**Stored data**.
# # #
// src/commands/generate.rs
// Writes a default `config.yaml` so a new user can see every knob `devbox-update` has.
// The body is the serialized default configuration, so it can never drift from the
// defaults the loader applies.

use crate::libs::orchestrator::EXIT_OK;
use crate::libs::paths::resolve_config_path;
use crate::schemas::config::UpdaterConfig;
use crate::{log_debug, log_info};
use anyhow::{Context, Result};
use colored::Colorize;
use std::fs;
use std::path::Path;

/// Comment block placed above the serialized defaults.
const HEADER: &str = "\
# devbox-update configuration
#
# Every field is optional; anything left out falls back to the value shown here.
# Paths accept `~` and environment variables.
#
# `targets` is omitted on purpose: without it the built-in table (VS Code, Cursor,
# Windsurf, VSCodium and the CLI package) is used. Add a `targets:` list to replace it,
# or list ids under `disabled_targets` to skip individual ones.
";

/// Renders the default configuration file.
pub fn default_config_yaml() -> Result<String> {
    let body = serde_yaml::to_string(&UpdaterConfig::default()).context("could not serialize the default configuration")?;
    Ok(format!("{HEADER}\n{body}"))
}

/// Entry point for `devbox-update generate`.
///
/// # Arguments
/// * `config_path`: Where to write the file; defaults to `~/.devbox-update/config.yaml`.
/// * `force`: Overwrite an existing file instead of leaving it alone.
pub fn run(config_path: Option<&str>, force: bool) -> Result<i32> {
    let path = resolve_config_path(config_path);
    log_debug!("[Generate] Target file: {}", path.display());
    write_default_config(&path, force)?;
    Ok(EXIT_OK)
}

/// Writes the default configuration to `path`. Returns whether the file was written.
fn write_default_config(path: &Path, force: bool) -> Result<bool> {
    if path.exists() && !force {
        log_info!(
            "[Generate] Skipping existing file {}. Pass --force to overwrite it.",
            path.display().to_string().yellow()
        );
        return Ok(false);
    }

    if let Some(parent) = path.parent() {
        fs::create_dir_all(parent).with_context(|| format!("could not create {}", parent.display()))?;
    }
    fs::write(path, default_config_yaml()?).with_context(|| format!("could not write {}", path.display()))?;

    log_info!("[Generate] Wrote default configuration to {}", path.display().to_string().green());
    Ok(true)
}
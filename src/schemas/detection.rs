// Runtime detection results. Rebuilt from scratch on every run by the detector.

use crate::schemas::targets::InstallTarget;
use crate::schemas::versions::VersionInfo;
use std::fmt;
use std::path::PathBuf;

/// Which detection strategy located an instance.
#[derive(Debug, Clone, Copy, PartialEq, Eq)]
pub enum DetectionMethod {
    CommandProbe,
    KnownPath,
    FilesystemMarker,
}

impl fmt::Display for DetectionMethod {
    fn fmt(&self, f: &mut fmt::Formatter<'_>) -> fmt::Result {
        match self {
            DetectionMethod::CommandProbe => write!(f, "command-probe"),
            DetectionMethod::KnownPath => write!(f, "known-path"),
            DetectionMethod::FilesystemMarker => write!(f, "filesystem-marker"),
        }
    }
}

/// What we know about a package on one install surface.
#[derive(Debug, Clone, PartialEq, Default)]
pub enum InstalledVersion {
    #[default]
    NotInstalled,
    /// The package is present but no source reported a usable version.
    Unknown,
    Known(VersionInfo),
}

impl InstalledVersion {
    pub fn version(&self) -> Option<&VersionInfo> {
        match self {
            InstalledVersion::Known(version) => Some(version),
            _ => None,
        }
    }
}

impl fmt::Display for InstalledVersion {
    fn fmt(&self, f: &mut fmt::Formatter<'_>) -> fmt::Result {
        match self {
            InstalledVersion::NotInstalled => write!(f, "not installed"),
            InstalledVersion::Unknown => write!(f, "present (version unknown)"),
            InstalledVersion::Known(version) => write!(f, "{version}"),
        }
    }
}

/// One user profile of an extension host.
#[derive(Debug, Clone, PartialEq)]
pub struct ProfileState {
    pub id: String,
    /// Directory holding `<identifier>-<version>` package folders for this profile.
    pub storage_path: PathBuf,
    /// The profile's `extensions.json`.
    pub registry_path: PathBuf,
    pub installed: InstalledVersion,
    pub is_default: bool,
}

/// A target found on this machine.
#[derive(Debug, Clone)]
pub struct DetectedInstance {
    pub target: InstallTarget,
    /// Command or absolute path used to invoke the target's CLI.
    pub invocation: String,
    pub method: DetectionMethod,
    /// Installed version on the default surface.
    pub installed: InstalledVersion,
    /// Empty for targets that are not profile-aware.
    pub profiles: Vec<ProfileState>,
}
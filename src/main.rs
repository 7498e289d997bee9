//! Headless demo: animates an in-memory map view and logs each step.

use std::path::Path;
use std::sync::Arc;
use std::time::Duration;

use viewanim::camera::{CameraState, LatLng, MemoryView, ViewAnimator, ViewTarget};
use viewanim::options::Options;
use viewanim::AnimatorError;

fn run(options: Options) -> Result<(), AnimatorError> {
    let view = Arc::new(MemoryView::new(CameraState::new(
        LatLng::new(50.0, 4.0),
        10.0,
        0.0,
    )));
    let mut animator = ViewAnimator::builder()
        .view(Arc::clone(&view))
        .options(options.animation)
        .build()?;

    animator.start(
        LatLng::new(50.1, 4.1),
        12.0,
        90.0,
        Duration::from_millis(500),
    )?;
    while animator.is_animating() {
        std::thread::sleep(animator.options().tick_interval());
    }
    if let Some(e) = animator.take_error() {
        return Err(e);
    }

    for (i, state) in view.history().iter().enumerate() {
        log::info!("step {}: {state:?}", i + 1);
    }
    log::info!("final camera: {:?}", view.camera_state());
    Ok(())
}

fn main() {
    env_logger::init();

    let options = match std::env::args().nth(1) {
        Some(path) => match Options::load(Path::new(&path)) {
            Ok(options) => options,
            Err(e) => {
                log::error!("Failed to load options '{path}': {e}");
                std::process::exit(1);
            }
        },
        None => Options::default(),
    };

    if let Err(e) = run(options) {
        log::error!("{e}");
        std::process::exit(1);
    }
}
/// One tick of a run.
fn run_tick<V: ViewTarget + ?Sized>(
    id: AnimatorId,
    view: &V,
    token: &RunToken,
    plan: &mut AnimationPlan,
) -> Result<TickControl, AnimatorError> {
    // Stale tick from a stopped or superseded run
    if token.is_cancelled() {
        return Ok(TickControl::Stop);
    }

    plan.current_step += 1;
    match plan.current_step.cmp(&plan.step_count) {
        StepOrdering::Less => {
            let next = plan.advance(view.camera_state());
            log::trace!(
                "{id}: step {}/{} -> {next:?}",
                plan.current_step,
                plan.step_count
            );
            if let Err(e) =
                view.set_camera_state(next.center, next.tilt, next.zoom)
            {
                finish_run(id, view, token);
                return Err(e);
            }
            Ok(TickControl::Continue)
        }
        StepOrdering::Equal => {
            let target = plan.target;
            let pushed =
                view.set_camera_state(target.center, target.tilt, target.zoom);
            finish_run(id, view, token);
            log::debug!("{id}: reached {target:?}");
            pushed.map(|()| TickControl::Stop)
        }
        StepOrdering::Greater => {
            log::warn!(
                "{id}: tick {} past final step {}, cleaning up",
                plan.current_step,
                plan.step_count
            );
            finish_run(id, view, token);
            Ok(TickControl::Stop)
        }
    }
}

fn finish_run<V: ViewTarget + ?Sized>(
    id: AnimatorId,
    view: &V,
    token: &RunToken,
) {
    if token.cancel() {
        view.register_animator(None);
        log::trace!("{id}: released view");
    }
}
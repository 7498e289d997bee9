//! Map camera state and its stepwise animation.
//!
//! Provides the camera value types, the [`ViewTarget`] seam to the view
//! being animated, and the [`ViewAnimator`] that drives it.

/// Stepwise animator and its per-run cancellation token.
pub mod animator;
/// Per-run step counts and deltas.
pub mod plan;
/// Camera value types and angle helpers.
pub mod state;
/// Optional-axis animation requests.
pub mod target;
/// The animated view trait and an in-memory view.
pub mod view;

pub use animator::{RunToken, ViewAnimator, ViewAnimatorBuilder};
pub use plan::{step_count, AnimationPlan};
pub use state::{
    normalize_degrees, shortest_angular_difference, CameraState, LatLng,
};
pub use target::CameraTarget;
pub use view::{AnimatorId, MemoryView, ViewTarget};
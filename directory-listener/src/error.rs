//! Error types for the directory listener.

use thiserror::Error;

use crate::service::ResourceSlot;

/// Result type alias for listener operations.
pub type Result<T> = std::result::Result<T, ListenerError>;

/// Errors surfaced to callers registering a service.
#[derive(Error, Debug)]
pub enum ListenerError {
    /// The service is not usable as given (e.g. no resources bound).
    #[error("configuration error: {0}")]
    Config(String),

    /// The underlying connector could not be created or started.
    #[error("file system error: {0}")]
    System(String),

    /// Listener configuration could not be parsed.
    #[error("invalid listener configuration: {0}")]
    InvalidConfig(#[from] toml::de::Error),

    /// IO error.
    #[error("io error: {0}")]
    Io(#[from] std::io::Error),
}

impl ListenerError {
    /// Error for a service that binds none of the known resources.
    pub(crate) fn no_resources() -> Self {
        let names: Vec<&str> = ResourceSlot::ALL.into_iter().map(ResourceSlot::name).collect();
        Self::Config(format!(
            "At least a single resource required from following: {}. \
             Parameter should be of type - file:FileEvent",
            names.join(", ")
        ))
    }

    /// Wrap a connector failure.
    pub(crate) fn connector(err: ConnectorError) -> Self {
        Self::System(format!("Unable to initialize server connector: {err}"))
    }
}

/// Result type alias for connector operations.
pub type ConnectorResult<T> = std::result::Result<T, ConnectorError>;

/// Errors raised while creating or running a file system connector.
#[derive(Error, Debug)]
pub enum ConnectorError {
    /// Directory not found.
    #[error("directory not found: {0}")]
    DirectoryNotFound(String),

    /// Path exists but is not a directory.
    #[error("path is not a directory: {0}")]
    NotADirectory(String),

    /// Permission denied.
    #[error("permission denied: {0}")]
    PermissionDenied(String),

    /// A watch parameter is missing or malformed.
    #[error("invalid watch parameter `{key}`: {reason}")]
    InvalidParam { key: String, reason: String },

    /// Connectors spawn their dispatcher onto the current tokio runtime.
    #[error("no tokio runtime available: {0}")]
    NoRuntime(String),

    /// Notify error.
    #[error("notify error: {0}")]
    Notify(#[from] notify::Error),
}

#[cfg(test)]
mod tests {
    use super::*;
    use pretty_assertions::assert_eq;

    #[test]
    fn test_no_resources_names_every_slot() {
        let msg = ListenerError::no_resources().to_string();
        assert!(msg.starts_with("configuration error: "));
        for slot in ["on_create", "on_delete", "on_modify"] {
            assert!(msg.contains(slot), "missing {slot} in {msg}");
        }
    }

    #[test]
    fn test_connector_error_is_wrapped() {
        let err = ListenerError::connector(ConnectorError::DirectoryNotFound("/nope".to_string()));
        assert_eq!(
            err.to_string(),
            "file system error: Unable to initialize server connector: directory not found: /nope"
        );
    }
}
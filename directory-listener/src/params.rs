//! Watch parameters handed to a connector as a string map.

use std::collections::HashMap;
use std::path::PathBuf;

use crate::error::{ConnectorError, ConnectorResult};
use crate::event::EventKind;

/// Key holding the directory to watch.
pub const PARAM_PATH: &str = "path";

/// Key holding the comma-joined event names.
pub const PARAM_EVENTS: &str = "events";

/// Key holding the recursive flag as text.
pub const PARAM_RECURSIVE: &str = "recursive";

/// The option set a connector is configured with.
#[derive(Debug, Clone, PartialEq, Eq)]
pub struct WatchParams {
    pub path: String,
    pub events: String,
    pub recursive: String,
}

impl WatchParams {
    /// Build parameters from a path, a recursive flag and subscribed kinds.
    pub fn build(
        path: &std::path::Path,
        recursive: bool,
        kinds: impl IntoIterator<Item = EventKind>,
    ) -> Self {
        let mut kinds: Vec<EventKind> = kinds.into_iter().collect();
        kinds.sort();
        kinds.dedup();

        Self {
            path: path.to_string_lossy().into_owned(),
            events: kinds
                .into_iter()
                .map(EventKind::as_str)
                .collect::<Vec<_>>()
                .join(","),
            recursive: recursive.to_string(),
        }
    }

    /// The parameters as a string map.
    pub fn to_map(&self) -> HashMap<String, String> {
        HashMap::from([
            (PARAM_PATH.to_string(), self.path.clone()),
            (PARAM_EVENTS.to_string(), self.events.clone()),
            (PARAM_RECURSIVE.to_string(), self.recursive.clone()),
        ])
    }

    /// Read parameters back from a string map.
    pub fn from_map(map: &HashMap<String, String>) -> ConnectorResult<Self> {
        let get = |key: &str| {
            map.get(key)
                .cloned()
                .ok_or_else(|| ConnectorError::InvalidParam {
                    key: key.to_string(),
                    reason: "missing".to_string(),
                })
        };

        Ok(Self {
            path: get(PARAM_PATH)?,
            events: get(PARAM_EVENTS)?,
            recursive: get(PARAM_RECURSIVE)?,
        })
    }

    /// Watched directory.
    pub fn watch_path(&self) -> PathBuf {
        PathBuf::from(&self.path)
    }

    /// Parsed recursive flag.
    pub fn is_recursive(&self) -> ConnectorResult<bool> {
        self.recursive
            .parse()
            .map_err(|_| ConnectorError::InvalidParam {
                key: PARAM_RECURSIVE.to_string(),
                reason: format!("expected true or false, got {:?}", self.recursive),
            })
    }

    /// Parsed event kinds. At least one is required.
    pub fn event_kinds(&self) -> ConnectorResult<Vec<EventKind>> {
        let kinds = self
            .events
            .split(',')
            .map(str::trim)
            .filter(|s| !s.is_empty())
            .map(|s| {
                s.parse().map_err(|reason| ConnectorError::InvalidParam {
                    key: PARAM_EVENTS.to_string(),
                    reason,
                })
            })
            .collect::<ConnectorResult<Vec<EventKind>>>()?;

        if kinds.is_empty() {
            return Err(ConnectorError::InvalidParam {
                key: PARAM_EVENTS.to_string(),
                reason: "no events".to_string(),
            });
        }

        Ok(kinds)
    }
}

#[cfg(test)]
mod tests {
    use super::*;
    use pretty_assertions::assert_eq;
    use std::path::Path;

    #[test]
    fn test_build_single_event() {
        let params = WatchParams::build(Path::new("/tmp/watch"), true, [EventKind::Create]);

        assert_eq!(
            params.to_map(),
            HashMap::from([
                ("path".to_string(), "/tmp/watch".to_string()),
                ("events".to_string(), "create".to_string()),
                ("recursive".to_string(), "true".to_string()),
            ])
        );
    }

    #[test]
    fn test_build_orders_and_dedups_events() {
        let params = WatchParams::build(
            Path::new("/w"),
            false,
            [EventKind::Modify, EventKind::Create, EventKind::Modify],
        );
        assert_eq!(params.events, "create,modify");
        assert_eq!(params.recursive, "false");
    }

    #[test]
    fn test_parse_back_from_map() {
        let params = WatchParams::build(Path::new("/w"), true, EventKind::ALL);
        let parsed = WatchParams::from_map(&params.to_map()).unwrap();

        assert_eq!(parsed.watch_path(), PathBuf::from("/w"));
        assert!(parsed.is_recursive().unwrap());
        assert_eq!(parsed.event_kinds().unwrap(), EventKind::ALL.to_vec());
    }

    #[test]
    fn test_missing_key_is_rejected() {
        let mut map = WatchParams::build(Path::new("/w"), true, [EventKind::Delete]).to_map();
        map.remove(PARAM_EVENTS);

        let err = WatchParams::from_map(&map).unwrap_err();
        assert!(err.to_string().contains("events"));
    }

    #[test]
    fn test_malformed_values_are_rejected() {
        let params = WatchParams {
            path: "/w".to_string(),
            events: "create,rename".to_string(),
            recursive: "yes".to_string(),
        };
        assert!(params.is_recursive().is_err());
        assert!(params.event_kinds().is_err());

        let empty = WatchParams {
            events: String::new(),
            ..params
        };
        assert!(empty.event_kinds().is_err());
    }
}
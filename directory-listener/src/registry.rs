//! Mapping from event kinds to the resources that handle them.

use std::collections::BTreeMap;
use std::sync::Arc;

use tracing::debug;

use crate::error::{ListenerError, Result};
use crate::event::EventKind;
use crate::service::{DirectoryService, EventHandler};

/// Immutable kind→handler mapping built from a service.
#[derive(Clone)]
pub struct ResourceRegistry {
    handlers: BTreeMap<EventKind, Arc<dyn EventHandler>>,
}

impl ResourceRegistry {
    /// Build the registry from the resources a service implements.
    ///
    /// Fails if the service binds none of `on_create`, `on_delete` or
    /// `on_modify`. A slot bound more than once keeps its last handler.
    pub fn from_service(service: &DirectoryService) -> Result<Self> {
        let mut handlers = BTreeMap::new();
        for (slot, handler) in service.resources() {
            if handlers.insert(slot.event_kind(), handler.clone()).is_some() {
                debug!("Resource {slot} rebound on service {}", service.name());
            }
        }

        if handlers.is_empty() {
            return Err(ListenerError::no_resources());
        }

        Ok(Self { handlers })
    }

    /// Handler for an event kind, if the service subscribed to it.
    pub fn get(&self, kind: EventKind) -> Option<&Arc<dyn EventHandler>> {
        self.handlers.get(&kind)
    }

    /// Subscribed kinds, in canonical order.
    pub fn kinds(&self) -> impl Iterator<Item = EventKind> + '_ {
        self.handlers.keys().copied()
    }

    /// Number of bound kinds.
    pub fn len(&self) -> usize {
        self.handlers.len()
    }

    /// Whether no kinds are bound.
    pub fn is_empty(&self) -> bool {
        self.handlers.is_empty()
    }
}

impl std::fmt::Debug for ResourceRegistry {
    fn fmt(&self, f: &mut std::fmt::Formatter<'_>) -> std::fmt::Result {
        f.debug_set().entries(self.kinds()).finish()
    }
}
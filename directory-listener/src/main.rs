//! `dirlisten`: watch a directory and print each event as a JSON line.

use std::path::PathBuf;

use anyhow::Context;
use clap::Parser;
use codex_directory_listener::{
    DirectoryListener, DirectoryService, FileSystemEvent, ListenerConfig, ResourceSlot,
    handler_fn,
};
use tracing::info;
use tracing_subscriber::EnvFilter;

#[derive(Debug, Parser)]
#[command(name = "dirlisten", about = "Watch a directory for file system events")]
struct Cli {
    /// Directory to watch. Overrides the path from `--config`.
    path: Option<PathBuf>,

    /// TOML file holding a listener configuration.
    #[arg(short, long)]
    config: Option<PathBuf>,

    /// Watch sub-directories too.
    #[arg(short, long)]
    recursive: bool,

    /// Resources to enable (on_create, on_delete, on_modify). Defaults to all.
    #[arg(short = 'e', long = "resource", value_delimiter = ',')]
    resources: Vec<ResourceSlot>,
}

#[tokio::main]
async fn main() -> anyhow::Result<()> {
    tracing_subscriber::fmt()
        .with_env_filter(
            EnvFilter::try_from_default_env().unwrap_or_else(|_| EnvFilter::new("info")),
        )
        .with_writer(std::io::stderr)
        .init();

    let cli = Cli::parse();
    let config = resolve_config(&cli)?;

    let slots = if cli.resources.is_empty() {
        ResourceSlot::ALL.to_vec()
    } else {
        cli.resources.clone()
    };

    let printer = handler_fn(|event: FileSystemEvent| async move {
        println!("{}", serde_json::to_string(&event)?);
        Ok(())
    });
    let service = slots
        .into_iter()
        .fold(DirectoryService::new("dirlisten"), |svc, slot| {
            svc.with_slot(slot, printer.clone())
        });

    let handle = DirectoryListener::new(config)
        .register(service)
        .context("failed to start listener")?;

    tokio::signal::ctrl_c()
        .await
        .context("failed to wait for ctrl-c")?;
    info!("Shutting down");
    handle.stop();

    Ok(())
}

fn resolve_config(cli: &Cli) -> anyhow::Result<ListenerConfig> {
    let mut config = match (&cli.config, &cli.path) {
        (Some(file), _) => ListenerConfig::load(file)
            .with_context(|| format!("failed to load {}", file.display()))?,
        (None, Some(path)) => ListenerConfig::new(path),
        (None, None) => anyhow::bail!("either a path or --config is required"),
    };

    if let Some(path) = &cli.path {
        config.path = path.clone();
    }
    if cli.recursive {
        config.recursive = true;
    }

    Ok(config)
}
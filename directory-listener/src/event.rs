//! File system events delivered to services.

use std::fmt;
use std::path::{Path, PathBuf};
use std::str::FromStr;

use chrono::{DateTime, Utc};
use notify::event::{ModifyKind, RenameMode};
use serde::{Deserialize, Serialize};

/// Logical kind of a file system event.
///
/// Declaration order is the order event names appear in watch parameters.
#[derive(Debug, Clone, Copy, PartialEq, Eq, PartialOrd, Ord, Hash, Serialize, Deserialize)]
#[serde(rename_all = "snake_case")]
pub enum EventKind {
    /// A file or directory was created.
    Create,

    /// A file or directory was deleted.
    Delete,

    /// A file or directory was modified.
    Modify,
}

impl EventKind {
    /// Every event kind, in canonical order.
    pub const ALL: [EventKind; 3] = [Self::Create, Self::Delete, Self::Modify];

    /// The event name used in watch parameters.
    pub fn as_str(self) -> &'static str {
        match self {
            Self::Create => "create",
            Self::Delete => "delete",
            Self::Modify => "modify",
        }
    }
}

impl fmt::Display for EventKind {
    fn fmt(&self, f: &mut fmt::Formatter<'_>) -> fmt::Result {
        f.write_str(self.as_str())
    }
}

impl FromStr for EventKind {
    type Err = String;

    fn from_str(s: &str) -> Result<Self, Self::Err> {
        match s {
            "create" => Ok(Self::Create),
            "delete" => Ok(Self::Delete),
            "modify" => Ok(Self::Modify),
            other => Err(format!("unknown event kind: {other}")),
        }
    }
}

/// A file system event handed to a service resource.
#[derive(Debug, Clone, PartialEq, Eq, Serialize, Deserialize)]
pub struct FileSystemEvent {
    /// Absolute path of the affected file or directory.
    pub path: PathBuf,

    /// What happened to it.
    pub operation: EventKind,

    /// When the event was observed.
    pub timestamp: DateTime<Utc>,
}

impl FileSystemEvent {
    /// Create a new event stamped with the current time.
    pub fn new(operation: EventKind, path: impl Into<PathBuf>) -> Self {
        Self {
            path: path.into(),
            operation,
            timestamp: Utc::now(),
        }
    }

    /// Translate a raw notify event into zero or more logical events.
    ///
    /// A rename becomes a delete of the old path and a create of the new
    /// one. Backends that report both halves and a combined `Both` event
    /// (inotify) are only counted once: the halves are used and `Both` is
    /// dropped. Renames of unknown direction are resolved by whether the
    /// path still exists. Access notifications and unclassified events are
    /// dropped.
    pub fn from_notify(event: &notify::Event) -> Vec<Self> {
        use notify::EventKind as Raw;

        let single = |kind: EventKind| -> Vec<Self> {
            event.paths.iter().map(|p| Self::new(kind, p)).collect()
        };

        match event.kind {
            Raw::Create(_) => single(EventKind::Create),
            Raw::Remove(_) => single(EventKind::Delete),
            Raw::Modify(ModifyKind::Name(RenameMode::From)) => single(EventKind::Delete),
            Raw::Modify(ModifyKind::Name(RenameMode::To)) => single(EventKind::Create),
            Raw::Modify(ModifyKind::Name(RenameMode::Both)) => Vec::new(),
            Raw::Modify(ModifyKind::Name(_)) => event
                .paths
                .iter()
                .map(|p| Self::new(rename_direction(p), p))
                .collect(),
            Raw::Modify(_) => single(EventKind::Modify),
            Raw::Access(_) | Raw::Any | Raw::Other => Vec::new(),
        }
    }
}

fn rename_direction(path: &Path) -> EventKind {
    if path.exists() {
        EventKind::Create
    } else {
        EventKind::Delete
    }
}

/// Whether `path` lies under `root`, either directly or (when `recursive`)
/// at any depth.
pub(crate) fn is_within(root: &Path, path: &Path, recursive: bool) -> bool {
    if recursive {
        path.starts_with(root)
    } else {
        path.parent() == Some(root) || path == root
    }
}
# # #
**Work item**. Copy out each line of the data above, exactly, if it lies between the line holding "use tracing::info;" and the line holding "Defaults to all.", inclusive; copy no other line.

**Answer for the task**.
use tracing::info;
use tracing_subscriber::EnvFilter;

#[derive(Debug, Parser)]
#[command(name = "dirlisten", about = "Watch a directory for file system events")]
struct Cli {
    /// Directory to watch. Overrides the path from `--config`.
    path: Option<PathBuf>,

    /// TOML file holding a listener configuration.
    #[arg(short, long)]
    config: Option<PathBuf>,

    /// Watch sub-directories too.
    #[arg(short, long)]
    recursive: bool,

    /// Resources to enable (on_create, on_delete, on_modify). Defaults to all.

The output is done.